* **What you will do**
Extract from the entries below, exactly as given, only the lines from the line containing "repository b42d56c071001951" to the line containing "pub const STYLE_SRC_ATTR: &str", both lines included.

* **Raw data**
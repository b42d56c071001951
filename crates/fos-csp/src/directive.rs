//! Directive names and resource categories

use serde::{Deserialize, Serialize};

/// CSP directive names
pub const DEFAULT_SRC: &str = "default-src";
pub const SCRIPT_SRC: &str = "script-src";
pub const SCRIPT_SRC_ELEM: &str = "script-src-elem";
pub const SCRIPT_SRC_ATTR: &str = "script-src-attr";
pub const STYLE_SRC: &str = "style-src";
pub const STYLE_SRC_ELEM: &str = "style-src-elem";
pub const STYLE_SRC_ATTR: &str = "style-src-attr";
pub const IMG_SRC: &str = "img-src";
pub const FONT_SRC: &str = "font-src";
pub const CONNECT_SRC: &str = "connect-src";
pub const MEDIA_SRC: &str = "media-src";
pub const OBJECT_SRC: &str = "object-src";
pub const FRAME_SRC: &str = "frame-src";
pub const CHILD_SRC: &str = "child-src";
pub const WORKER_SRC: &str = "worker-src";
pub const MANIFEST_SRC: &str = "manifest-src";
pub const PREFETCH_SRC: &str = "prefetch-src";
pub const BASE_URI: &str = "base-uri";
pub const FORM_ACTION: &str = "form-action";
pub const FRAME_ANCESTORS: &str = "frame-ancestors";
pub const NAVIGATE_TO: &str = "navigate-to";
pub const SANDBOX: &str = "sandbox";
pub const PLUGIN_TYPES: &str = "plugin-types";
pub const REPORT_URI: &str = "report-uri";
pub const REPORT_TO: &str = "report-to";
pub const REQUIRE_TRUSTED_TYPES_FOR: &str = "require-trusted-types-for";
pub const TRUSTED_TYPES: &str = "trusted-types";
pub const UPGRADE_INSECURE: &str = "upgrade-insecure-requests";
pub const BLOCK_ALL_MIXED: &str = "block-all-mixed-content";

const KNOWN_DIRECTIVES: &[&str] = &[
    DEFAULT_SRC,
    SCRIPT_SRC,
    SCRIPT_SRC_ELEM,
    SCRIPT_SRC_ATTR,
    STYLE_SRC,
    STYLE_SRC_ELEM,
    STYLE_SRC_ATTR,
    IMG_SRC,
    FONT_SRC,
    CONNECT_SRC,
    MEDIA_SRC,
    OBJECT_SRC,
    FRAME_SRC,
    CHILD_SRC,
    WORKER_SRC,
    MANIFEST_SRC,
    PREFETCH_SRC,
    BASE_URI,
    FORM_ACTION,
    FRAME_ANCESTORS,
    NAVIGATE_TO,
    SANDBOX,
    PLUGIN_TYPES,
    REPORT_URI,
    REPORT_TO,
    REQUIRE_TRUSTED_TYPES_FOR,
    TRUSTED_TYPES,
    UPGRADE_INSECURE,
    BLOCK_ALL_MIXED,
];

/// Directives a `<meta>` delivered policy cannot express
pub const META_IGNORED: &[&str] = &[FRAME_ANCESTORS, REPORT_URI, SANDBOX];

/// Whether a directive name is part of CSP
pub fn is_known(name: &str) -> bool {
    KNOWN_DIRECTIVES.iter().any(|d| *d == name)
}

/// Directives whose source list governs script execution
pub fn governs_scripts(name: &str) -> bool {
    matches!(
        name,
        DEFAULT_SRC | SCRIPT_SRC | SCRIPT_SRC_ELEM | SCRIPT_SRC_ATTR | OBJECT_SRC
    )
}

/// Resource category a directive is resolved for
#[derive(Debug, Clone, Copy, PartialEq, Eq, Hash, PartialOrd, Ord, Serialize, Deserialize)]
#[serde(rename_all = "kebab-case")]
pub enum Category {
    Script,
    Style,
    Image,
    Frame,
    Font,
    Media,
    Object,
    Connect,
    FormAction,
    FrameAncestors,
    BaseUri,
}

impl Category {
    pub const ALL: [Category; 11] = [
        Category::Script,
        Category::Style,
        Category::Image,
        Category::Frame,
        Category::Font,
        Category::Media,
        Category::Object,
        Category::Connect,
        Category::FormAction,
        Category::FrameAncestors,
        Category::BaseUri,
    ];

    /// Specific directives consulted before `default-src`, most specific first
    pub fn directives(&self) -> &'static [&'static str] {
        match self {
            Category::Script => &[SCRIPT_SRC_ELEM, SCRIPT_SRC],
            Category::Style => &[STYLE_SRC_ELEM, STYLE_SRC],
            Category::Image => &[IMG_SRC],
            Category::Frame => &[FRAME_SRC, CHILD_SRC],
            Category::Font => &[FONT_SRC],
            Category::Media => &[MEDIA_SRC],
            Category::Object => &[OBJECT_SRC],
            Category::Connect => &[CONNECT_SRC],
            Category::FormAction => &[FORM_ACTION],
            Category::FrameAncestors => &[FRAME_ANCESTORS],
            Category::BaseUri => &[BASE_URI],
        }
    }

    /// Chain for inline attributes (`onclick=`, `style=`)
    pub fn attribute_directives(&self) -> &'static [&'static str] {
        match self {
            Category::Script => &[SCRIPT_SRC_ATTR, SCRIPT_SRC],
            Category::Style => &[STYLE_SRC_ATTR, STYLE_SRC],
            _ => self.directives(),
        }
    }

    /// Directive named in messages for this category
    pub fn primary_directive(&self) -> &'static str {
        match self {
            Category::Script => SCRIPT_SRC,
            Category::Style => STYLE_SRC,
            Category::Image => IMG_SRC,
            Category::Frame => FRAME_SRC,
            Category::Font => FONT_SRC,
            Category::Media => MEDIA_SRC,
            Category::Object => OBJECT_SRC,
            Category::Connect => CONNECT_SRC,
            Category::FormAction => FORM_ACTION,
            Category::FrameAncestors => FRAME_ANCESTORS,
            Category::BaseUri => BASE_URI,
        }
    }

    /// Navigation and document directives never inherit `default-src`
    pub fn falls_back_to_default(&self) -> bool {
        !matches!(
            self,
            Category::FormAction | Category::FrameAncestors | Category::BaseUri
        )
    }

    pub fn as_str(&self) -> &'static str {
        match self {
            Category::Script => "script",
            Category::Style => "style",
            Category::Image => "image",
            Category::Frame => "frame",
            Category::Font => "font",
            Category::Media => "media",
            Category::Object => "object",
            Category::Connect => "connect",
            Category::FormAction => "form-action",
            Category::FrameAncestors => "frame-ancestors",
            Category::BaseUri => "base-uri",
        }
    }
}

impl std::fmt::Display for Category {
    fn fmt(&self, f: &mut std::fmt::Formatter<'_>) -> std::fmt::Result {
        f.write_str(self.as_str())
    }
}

...

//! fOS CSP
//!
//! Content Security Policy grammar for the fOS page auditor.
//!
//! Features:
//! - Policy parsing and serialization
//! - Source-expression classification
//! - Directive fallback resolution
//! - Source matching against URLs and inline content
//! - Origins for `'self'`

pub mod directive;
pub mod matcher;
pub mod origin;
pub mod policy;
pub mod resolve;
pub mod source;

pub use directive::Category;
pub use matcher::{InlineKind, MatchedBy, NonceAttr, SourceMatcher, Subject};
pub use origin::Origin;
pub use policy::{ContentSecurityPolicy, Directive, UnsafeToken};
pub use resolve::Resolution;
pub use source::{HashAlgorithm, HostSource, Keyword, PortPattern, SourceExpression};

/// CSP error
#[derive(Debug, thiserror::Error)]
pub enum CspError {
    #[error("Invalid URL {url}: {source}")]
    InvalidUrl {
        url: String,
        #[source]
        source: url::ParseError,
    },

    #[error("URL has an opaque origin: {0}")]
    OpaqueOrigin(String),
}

* **Result of this exercise**
repository b42d56c071001951
filename crates/fos-csp/src/directive.rs
//! Directive names and resource categories

use serde::{Deserialize, Serialize};

/// CSP directive names
pub const DEFAULT_SRC: &str = "default-src";
pub const SCRIPT_SRC: &str = "script-src";
pub const SCRIPT_SRC_ELEM: &str = "script-src-elem";
pub const SCRIPT_SRC_ATTR: &str = "script-src-attr";
pub const STYLE_SRC: &str = "style-src";
pub const STYLE_SRC_ELEM: &str = "style-src-elem";
pub const STYLE_SRC_ATTR: &str = "style-src-attr";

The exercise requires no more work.